- [Exercise goal] Copy every line of the records below that holds the word "reader".

Top of Records to process

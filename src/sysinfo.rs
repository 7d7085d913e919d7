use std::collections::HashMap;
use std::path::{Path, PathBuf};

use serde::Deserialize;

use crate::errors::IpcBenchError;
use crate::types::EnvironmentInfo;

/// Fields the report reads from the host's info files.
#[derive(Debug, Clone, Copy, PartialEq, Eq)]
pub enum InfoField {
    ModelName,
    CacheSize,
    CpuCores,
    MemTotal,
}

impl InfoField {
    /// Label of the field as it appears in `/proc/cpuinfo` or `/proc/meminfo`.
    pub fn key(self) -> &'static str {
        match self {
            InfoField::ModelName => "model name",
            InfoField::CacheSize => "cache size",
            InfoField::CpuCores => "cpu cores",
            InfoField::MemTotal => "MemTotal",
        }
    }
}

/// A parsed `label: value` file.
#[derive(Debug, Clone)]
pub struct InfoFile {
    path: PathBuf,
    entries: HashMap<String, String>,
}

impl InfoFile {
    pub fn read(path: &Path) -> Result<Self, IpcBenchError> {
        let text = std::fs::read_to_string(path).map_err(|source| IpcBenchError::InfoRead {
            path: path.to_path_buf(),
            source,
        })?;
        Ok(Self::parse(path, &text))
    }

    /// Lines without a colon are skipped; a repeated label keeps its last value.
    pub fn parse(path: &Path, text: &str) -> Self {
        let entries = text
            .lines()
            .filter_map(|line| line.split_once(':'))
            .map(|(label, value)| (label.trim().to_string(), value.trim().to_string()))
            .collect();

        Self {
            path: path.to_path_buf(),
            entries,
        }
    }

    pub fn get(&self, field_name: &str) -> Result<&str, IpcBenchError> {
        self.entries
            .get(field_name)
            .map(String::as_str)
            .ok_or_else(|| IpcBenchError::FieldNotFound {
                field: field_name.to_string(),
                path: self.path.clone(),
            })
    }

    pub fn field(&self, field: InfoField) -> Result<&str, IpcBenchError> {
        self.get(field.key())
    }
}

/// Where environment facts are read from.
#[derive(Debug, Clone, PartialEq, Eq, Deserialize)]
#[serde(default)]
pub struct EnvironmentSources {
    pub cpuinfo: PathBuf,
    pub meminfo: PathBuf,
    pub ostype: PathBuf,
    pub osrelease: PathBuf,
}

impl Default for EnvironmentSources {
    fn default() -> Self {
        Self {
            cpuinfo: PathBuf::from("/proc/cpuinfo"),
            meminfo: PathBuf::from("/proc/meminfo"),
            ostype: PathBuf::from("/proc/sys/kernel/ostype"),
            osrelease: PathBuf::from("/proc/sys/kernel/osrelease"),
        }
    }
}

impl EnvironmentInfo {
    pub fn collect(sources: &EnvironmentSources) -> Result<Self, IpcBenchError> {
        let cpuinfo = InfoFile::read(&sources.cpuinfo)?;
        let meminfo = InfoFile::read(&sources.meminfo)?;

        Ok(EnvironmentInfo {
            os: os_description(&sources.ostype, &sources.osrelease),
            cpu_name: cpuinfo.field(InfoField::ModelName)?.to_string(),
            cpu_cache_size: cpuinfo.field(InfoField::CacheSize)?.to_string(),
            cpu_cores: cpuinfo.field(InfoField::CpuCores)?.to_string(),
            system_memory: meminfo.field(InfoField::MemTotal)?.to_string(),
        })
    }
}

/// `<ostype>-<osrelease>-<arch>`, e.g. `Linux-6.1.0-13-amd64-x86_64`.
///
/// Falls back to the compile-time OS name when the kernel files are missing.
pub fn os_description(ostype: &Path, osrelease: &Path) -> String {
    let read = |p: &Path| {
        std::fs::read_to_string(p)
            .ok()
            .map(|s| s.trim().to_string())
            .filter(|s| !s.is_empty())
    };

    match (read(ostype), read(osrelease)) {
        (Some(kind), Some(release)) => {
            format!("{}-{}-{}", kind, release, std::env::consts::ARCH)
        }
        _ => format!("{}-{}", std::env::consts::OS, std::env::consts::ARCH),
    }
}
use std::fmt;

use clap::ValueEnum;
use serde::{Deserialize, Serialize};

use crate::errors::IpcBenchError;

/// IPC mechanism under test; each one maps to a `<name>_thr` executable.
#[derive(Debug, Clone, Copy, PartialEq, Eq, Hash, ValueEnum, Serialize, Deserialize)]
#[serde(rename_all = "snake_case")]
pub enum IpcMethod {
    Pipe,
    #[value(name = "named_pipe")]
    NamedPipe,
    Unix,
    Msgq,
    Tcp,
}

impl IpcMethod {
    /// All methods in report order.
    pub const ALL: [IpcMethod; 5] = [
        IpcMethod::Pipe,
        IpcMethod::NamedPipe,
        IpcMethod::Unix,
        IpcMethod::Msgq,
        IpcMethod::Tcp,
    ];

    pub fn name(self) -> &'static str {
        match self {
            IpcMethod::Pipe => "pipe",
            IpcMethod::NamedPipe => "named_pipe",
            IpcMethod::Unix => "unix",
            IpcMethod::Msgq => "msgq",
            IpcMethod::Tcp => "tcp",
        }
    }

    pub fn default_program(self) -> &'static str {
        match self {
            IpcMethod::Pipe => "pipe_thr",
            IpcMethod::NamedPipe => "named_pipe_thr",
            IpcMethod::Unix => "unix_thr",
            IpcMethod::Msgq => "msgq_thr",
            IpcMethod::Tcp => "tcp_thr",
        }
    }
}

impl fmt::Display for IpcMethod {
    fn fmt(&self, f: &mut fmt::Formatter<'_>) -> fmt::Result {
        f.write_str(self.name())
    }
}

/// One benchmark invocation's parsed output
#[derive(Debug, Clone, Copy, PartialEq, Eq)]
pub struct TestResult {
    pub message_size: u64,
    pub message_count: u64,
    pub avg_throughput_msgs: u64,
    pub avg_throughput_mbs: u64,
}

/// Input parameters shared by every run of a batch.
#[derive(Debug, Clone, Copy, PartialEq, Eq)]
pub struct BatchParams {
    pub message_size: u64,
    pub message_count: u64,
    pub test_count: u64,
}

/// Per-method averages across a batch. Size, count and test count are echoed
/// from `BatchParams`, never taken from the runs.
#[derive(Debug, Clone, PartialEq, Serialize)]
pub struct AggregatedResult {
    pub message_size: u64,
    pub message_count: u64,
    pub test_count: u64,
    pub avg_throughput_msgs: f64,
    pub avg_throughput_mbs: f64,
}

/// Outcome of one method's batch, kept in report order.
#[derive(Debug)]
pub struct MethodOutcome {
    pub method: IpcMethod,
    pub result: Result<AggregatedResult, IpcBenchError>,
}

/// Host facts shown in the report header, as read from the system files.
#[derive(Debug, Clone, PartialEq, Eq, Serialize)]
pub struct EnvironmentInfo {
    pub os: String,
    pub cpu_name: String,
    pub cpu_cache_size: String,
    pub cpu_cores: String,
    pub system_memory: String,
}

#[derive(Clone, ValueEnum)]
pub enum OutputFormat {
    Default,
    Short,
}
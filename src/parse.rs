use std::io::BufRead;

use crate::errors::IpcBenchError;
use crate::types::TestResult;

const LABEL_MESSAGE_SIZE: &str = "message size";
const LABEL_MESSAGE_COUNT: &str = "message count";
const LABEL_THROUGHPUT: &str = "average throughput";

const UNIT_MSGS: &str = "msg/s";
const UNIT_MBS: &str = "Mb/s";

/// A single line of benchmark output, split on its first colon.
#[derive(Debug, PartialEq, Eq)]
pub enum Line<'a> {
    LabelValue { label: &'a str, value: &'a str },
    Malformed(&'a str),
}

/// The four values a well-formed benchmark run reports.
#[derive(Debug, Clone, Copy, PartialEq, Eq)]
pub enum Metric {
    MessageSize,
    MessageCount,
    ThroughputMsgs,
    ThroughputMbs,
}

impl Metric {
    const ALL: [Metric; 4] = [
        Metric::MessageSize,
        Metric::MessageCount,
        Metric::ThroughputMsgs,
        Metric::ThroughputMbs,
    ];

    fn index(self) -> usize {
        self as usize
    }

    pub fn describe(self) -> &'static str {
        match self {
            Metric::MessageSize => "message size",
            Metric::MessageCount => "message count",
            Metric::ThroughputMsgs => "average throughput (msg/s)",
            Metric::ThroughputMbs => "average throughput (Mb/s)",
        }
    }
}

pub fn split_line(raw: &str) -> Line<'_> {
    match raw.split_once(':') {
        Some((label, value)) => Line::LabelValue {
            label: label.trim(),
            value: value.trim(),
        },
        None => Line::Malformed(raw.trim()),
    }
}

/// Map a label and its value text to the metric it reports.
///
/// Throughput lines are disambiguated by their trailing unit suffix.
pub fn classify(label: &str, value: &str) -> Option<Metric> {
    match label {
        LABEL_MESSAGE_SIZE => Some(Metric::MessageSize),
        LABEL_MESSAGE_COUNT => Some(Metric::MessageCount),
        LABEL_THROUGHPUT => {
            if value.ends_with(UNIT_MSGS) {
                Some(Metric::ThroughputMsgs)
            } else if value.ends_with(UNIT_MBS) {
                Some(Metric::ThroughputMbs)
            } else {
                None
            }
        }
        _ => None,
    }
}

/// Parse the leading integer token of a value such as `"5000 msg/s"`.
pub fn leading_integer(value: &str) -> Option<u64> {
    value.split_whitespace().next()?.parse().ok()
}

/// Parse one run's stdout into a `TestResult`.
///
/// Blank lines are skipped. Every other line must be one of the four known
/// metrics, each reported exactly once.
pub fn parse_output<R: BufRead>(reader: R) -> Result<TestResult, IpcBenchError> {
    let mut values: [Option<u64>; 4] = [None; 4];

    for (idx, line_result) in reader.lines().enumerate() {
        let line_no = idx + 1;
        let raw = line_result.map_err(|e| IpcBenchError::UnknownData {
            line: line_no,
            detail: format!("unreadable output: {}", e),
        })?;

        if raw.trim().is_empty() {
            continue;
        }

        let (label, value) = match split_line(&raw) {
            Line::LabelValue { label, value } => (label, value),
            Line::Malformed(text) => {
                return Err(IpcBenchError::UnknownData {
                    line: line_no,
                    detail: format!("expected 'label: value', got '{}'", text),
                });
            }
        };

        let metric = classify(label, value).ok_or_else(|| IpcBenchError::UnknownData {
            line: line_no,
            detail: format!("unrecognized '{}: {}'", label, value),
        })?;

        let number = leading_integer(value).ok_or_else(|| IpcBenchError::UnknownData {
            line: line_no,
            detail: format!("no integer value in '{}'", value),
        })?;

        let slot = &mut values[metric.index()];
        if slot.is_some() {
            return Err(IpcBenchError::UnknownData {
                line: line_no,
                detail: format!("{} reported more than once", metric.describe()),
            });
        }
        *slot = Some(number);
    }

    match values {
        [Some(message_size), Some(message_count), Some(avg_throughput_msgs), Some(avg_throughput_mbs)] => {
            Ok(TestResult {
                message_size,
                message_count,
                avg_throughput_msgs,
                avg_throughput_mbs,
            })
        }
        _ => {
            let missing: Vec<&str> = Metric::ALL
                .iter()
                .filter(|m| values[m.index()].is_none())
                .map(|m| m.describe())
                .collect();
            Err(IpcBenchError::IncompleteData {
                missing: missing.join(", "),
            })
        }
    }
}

Bottom of Records to process

- [Task solution]
pub fn parse_output<R: BufRead>(reader: R) -> Result<TestResult, IpcBenchError> {
    for (idx, line_result) in reader.lines().enumerate() {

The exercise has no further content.